Prostate cancer progression is navigated by the androgen receptor (AR) and transforming-growth factor-β (TGF-β) signaling. We previously demonstrated that aberrant TGF-β signaling accelerates prostate tumor progression in a transgenic mouse model of prostate cancer via effects on epithelial-mesenchymal transition (EMT), driving castration-resistant prostate cancer (CRPC).

METHODS

This study examined the antitumor effect of the combination of TGF-β receptor I (TβRI) inhibitor, galunisertib, and FDA-approved antiandrogen enzalutamide, in our pre-clinical model.
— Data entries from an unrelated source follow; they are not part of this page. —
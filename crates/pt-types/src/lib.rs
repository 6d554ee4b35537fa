pub mod costs;
pub mod errors;
pub mod params;
pub mod problem;

pub use costs::*;
pub use errors::*;
pub use params::*;
pub use problem::*;
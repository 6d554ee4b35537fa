// Driver loop
// Sample, evaluate, update and persist, one generation at a time, until the
// training budget or the generation limit runs out

use rand::SeedableRng;
use rand_chacha::ChaCha8Rng;
use std::path::PathBuf;
use std::sync::Arc;
use std::time::Instant;
use tracing::{debug, error, info, warn};

use pt_optimizer::{
    rank, should_update, Distribution, GenerationRecord, ParameterHandler, RunStatus,
};
use pt_types::{ReferenceCosts, TuneResult};

use crate::checkpoint::Checkpoint;
use crate::config::TunerConfig;
use crate::evaluator::{build_evaluator, Evaluator};
use crate::problems::ProblemProvider;
use crate::runlog::RunLog;

/// Everything that survives from one generation to the next.
#[derive(Debug)]
pub struct TunerState {
    /// Next generation to run.
    pub generation: u64,
    pub distribution: Distribution,
    pub references: ReferenceCosts,
    pub status: RunStatus,
    rng: ChaCha8Rng,
}

impl TunerState {
    pub fn new(generation: u64, distribution: Distribution, seed: Option<u64>) -> Self {
        let rng = match seed {
            // Offset by generation so a resumed run does not replay its samples
            Some(seed) => ChaCha8Rng::seed_from_u64(seed.wrapping_add(generation)),
            None => ChaCha8Rng::from_entropy(),
        };
        Self {
            generation,
            distribution,
            references: ReferenceCosts::new(),
            status: RunStatus::new(),
            rng,
        }
    }
}

pub struct Tuner {
    config: TunerConfig,
    handler: Arc<ParameterHandler>,
    evaluator: Box<dyn Evaluator>,
    problems: ProblemProvider,
    log: Option<RunLog>,
}

impl Tuner {
    pub fn new(config: TunerConfig) -> TuneResult<Self> {
        config.validate()?;
        let handler = Arc::new(ParameterHandler::from_config(&config.handler)?);
        let evaluator = build_evaluator(&config.evaluator, config.solver.clone(), Arc::clone(&handler))?;
        Ok(Self::assemble(config, handler, evaluator))
    }

    /// Use an already built evaluator instead of the configured backend.
    pub fn with_evaluator(config: TunerConfig, evaluator: Box<dyn Evaluator>) -> TuneResult<Self> {
        config.validate()?;
        let handler = Arc::new(ParameterHandler::from_config(&config.handler)?);
        Ok(Self::assemble(config, handler, evaluator))
    }

    fn assemble(
        config: TunerConfig,
        handler: Arc<ParameterHandler>,
        evaluator: Box<dyn Evaluator>,
    ) -> Self {
        let problems = ProblemProvider::new(config.problems.clone());
        Self {
            config,
            handler,
            evaluator,
            problems,
            log: None,
        }
    }

    pub fn with_run_log(mut self, log: RunLog) -> Self {
        self.log = Some(log);
        self
    }

    pub fn with_problem_provider(mut self, problems: ProblemProvider) -> Self {
        self.problems = problems;
        self
    }

    pub fn config(&self) -> &TunerConfig {
        &self.config
    }

    pub fn handler(&self) -> &ParameterHandler {
        &self.handler
    }

    /// Fresh state from the handler, or the saved checkpoint when resuming.
    pub fn initial_state(&self, resume: bool, seed: Option<u64>) -> TuneResult<TunerState> {
        let seed = seed.or(self.config.seed);
        let path = self.config.checkpoint_path();
        if resume && path.exists() {
            let checkpoint = Checkpoint::load(&path, self.handler.dimension())?;
            return Ok(TunerState::new(checkpoint.generation, checkpoint.distribution, seed));
        }
        if resume {
            warn!("No checkpoint at {}; starting fresh", path.display());
        }
        Ok(TunerState::new(0, Distribution::from_handler(&self.handler), seed))
    }

    /// Run generations until the budget or generation limit is exhausted.
    /// A failed generation is retried after a pause; only fatal errors end
    /// the run early.
    pub async fn run(&mut self, state: &mut TunerState) -> TuneResult<()> {
        let started = Instant::now();
        let budget = self.config.training_budget();
        state.status.mark_running();
        info!(
            "Starting run {} at generation {} with a {:?} budget",
            state.status.id, state.generation, budget
        );

        while started.elapsed() < budget {
            if let Some(max) = self.config.max_generations {
                if state.generation >= max {
                    info!("Reached generation limit {}", max);
                    break;
                }
            }
            match self.run_generation(state, started).await {
                Ok(_) => {}
                Err(e) if !e.is_fatal() => {
                    state.status.record_retry();
                    let pause = self
                        .config
                        .retry_delay()
                        .min(budget.saturating_sub(started.elapsed()));
                    warn!(
                        "Generation {} failed: {}; retrying in {:?}",
                        state.generation, e, pause
                    );
                    if let Some(log) = &self.log {
                        log.note(&format!("Generation {} failed: {}", state.generation, e))?;
                    }
                    tokio::time::sleep(pause).await;
                }
                Err(e) => {
                    error!("Generation {} failed: {}", state.generation, e);
                    state.status.mark_failed(e.to_string());
                    return Err(e);
                }
            }
        }

        state.status.mark_completed();
        if let Some(best) = &state.status.best {
            info!(
                "Run finished after {} generations; best score {:.4} in generation {}",
                state.status.generations_completed, best.best_score, best.generation
            );
        }
        if let Some(log) = &self.log {
            log.flush()?;
        }
        Ok(())
    }

    /// One full generation: problems, sample, evaluate, update, persist.
    pub async fn run_generation(
        &mut self,
        state: &mut TunerState,
        run_started: Instant,
    ) -> TuneResult<GenerationRecord> {
        let generation_started = Instant::now();
        let generation = state.generation;
        info!("Generation {}", generation);

        // 1. Problems for this generation, with known references merged in
        let problems = self
            .problems
            .next_set(&mut state.references, &mut state.rng)
            .await?;

        // 2. Sample the population
        let population = state.distribution.sample(
            self.config.population_size,
            &self.handler,
            &mut state.rng,
        );

        // 3. Evaluate
        let result = self
            .evaluator
            .score_params(
                &population,
                &problems,
                self.config.evaluator.online_references,
                self.log.as_ref(),
            )
            .await?;

        // 4. Keep the improved references
        state.references.record(&problems, &result.references);

        // 5. Rank and update
        let ranking = rank(&result.scores);
        let updated = should_update(&result.scores, &ranking, self.config.skip_threshold);
        if updated {
            state.distribution = self
                .config
                .rule
                .step(&state.distribution, &population, &ranking);
        }

        // 6. Persist
        state.generation += 1;
        Checkpoint::new(state.generation, state.distribution.clone())
            .save(&self.config.checkpoint_path())?;
        self.save_mean(&state.distribution, generation)?;

        // 7. Report
        let ranked: Vec<(usize, f64)> = ranking.iter().map(|&c| (c, result.scores[c])).collect();
        let best = ranking.first().copied().unwrap_or(0);
        let best_score = result.scores.get(best).copied().unwrap_or(0.0);
        info!(
            "Generation {}: best candidate {} scored {:.4}{}",
            generation,
            best,
            best_score,
            if updated { "" } else { " (distribution kept)" }
        );
        debug!("Mean: {:?}", state.distribution.mean_vec());
        if let Some(log) = &self.log {
            log.generation(generation, &ranked, &state.distribution, run_started.elapsed())?;
        }

        // 8. Track progress and adapt the problem generator
        let record = GenerationRecord {
            generation,
            best_candidate: best,
            best_score,
            best_params: population.get(best).cloned().unwrap_or_default(),
            failed_cells: result.costs.failures(),
            total_cells: population.len() * problems.len(),
            updated,
            duration_seconds: generation_started.elapsed().as_secs_f64(),
        };
        state.status.record(record.clone());
        self.problems
            .adapt(&result.scores, &ranking, self.config.skip_threshold);
        Ok(record)
    }

    /// Mean as the current best parameter file, plus a per-generation copy.
    fn save_mean(&self, distribution: &Distribution, generation: u64) -> TuneResult<()> {
        let mut mean = distribution.mean_vec();
        self.handler.bound(&mut mean);

        let output = &self.config.output_dir;
        let history = output.join("params");
        std::fs::create_dir_all(&history)?;
        self.handler.save(&mean, &output.join("params.txt"))?;
        self.handler
            .save(&mean, &history.join(format!("params{generation}.txt")))?;
        Ok(())
    }

    pub fn params_path(&self) -> PathBuf {
        self.config.output_dir.join("params.txt")
    }
}
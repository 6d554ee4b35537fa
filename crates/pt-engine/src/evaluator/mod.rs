// Evaluator backends
// Turn a population and a problem set into a cost matrix and per-candidate scores

pub mod cluster;
pub mod fleet;
pub mod pool;
pub mod sequential;

use async_trait::async_trait;
use serde::{Deserialize, Serialize};
use std::fmt;
use std::path::PathBuf;
use std::sync::Arc;
use std::time::Instant;
use tracing::{debug, info};

use pt_optimizer::{total_scores, update_references, ParameterHandler};
use pt_types::{CellId, CostMatrix, Population, ProblemSet, TuneResult};

use crate::runlog::RunLog;
use crate::solver::{CellJob, ProcessSolver, SolverTemplate, SOLVER_STATUS, SOLVER_STDERR, SOLVER_STDOUT};

pub use cluster::{ClusterConfig, ClusterEvaluator, CondorScheduler, Scheduler};
pub use fleet::{FleetEvaluator, FleetNode};
pub use pool::PoolEvaluator;
pub use sequential::SequentialEvaluator;

/// Parameter file written once per candidate per generation.
pub const PARAMS_FILE: &str = "params.txt";

/// Parallel execution strategy, chosen once per run.
#[derive(Debug, Clone, PartialEq, Serialize, Deserialize)]
#[serde(tag = "kind", rename_all = "snake_case")]
pub enum Backend {
    Sequential,
    WorkerPool { workers: usize },
    MessagePassingFleet { nodes: Vec<FleetNode> },
    ClusterBatch(ClusterConfig),
}

impl Default for Backend {
    fn default() -> Self {
        Backend::WorkerPool { workers: 4 }
    }
}

/// Evaluator configuration
#[derive(Debug, Clone, PartialEq, Serialize, Deserialize)]
#[serde(default)]
pub struct EvaluatorConfig {
    pub backend: Backend,
    /// Root of the per-candidate and per-cell directories.
    pub work_dir: PathBuf,
    /// Update reference costs from each generation's own results.
    pub online_references: bool,
}

impl Default for EvaluatorConfig {
    fn default() -> Self {
        Self {
            backend: Backend::default(),
            work_dir: PathBuf::from("work"),
            online_references: true,
        }
    }
}

impl EvaluatorConfig {
    pub fn with_backend(mut self, backend: Backend) -> Self {
        self.backend = backend;
        self
    }

    pub fn with_work_dir(mut self, work_dir: impl Into<PathBuf>) -> Self {
        self.work_dir = work_dir.into();
        self
    }

    pub fn with_online_references(mut self, enabled: bool) -> Self {
        self.online_references = enabled;
        self
    }

    pub fn validate(&self) -> TuneResult<()> {
        match &self.backend {
            Backend::Sequential => Ok(()),
            Backend::WorkerPool { workers } if *workers == 0 => {
                Err(pt_types::config_error!("worker pool needs at least one worker"))
            }
            Backend::WorkerPool { .. } => Ok(()),
            Backend::MessagePassingFleet { nodes } if nodes.is_empty() => {
                Err(pt_types::config_error!("worker fleet needs at least one node"))
            }
            Backend::MessagePassingFleet { .. } => Ok(()),
            Backend::ClusterBatch(cluster) => cluster.validate(),
        }
    }
}

/// Where an evaluation currently is.
#[derive(Debug, Clone, Copy, PartialEq, Eq)]
pub enum EvaluationPhase {
    Idle,
    Dispatching,
    Waiting,
    Aggregating,
}

impl fmt::Display for EvaluationPhase {
    fn fmt(&self, f: &mut fmt::Formatter<'_>) -> fmt::Result {
        let name = match self {
            EvaluationPhase::Idle => "idle",
            EvaluationPhase::Dispatching => "dispatching",
            EvaluationPhase::Waiting => "waiting",
            EvaluationPhase::Aggregating => "aggregating",
        };
        f.write_str(name)
    }
}

pub(crate) fn enter_phase(backend: &str, phase: EvaluationPhase) {
    debug!("{} evaluator: {}", backend, phase);
}

/// Result of scoring one generation.
#[derive(Debug, Clone, PartialEq)]
pub struct GenerationScores {
    /// One score per candidate.
    pub scores: Vec<f64>,
    pub costs: CostMatrix,
    /// References the scores were computed against.
    pub references: Vec<f64>,
}

/// Per-candidate and per-cell directory layout under the work dir.
#[derive(Debug, Clone)]
pub struct CellWorkspace {
    work_dir: PathBuf,
    handler: Arc<ParameterHandler>,
}

impl CellWorkspace {
    pub fn new(work_dir: impl Into<PathBuf>, handler: Arc<ParameterHandler>) -> Self {
        Self {
            work_dir: work_dir.into(),
            handler,
        }
    }

    pub fn work_dir(&self) -> &PathBuf {
        &self.work_dir
    }

    pub fn candidate_dir(&self, candidate: usize) -> PathBuf {
        self.work_dir.join(candidate.to_string())
    }

    pub fn cell_dir(&self, cell: CellId) -> PathBuf {
        self.candidate_dir(cell.candidate).join(cell.problem.to_string())
    }

    /// Write every candidate's parameter file and clear last generation's
    /// cell outputs. Jobs come back in row-major order.
    pub fn prepare(&self, population: &Population, problems: &ProblemSet) -> TuneResult<Vec<CellJob>> {
        let mut jobs = Vec::with_capacity(population.len() * problems.len());
        for (candidate, params) in population.iter().enumerate() {
            let candidate_dir = self.candidate_dir(candidate);
            std::fs::create_dir_all(&candidate_dir)?;
            let params_file = candidate_dir.join(PARAMS_FILE);
            self.handler.save(params, &params_file)?;

            for (problem_id, problem) in problems.problems.iter().enumerate() {
                let cell = CellId::new(candidate, problem_id);
                let dir = self.cell_dir(cell);
                std::fs::create_dir_all(&dir)?;
                for stale in [SOLVER_STDOUT, SOLVER_STDERR, SOLVER_STATUS] {
                    let path = dir.join(stale);
                    if path.exists() {
                        std::fs::remove_file(path)?;
                    }
                }
                jobs.push(CellJob {
                    cell,
                    problem: problem.path.clone(),
                    params_file: params_file.clone(),
                    dir,
                });
            }
        }
        Ok(jobs)
    }
}

/// A backend that runs every (candidate, problem) cell of a generation.
#[async_trait]
pub trait Evaluator: Send + Sync {
    fn name(&self) -> &'static str;

    /// Run the full cross product and return the dense outcome matrix.
    async fn evaluate(&self, population: &Population, problems: &ProblemSet) -> TuneResult<CostMatrix>;

    /// Evaluate a generation and score every candidate.
    async fn score_params(
        &self,
        population: &Population,
        problems: &ProblemSet,
        online_references: bool,
        log: Option<&RunLog>,
    ) -> TuneResult<GenerationScores> {
        let started = Instant::now();
        let costs = self.evaluate(population, problems).await?;
        let wall_time = started.elapsed();

        enter_phase(self.name(), EvaluationPhase::Aggregating);
        let references = if online_references {
            update_references(&problems.references(), &costs)
        } else {
            problems.references()
        };
        let scores = total_scores(&costs, &references);

        info!(
            "Evaluated {} cells in {:.1}s ({} failed)",
            population.len() * problems.len(),
            wall_time.as_secs_f64(),
            costs.failures()
        );
        if let Some(log) = log {
            log.evaluation(wall_time, &costs, &references)?;
        }
        enter_phase(self.name(), EvaluationPhase::Idle);

        Ok(GenerationScores {
            scores,
            costs,
            references,
        })
    }
}

/// Build the configured backend.
pub fn build_evaluator(
    config: &EvaluatorConfig,
    template: SolverTemplate,
    handler: Arc<ParameterHandler>,
) -> TuneResult<Box<dyn Evaluator>> {
    config.validate()?;
    let workspace = CellWorkspace::new(config.work_dir.clone(), handler);
    let evaluator: Box<dyn Evaluator> = match &config.backend {
        Backend::Sequential => {
            let runner = Arc::new(ProcessSolver::new(Arc::new(template)));
            Box::new(SequentialEvaluator::new(workspace, runner))
        }
        Backend::WorkerPool { workers } => {
            let runner = Arc::new(ProcessSolver::new(Arc::new(template)));
            Box::new(PoolEvaluator::new(workspace, runner, *workers)?)
        }
        Backend::MessagePassingFleet { nodes } => {
            Box::new(FleetEvaluator::from_nodes(workspace, &template, nodes)?)
        }
        Backend::ClusterBatch(cluster) => {
            let scheduler = Arc::new(CondorScheduler::new(cluster));
            Box::new(ClusterEvaluator::new(workspace, Arc::new(template), cluster.clone(), scheduler))
        }
    };
    info!("Using {} evaluator", evaluator.name());
    Ok(evaluator)
}

#[cfg(test)]
pub(crate) mod testing {
    use parking_lot::Mutex;
    use pt_optimizer::HandlerConfig;
    use pt_types::{CellOutcome, SearchSpace};
    use std::collections::HashMap;

    use super::*;
    use crate::solver::SolverRunner;

    pub fn handler() -> Arc<ParameterHandler> {
        let space = SearchSpace::new()
            .add_float("weight", Some(0.0), Some(10.0), 1.0, 1.0)
            .add_int("depth", Some(1.0), Some(8.0), 2.0, 1.0);
        Arc::new(ParameterHandler::from_config(&HandlerConfig::Direct { space }).unwrap())
    }

    pub fn problems(n: usize) -> ProblemSet {
        ProblemSet::new(
            (0..n)
                .map(|i| pt_types::Problem::unknown(format!("p{i:02}.pddl")))
                .collect(),
        )
    }

    /// Deterministic stub: cost grows with candidate and problem ids, with
    /// selected cells failing.
    pub struct TableRunner {
        pub failures: HashMap<CellId, CellOutcome>,
        pub calls: Mutex<Vec<CellId>>,
    }

    impl TableRunner {
        pub fn new() -> Self {
            Self {
                failures: HashMap::new(),
                calls: Mutex::new(Vec::new()),
            }
        }

        pub fn failing(mut self, cell: CellId, outcome: CellOutcome) -> Self {
            self.failures.insert(cell, outcome);
            self
        }

        pub fn expected(cell: CellId) -> CellOutcome {
            CellOutcome::Success((10 + cell.candidate * 3 + cell.problem) as u64)
        }
    }

    impl SolverRunner for TableRunner {
        fn run(&self, job: &CellJob) -> CellOutcome {
            self.calls.lock().push(job.cell);
            self.failures
                .get(&job.cell)
                .copied()
                .unwrap_or_else(|| Self::expected(job.cell))
        }
    }
}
Age-matched genotypically characterized DNTGFβRII male mice were treated with either galunisertib and enzalutamide, in combination or as single agents in three "mini"-trials and the effects on tumor growth, phenotypic EMT, and actin cytoskeleton were evaluated.

RESULTS

Galunisertib in combination with enzalutamide significantly suppressed prostate tumor growth, by increasing apoptosis and decreasing cell proliferation of tumor cell populations compared to the inhibitor as a monotherapy (P < 0.05). The combination treatment dramatically reduced cofilin levels, actin cytoskeleton regulator, compared to single agents. Treatment with galunisertib targeted nuclear Smad4 protein (intracellular TGF-β effector), but had no effect on nuclear AR. Consequential to TGF-β inhibition there was an EMT reversion to mesenchymal-epithelial transition (MET) and re-differentiation of prostate tumors. Elevated intratumoral TGF-β1 ligand, in response to galunisertib, was blocked by enzalutamide.

CONCLUSION

Our results provide novel insights into the therapeutic value of targeting TGF-β signaling to overcome resistance to enzalutamide in prostate cancer by phenotypic reprogramming of EMT towards tumor re-differentiation and cytoskeleton remodeling. This translational work is significant in sequencing TGF-β blockade and antiandrogens to optimize therapeutic response in CRPC.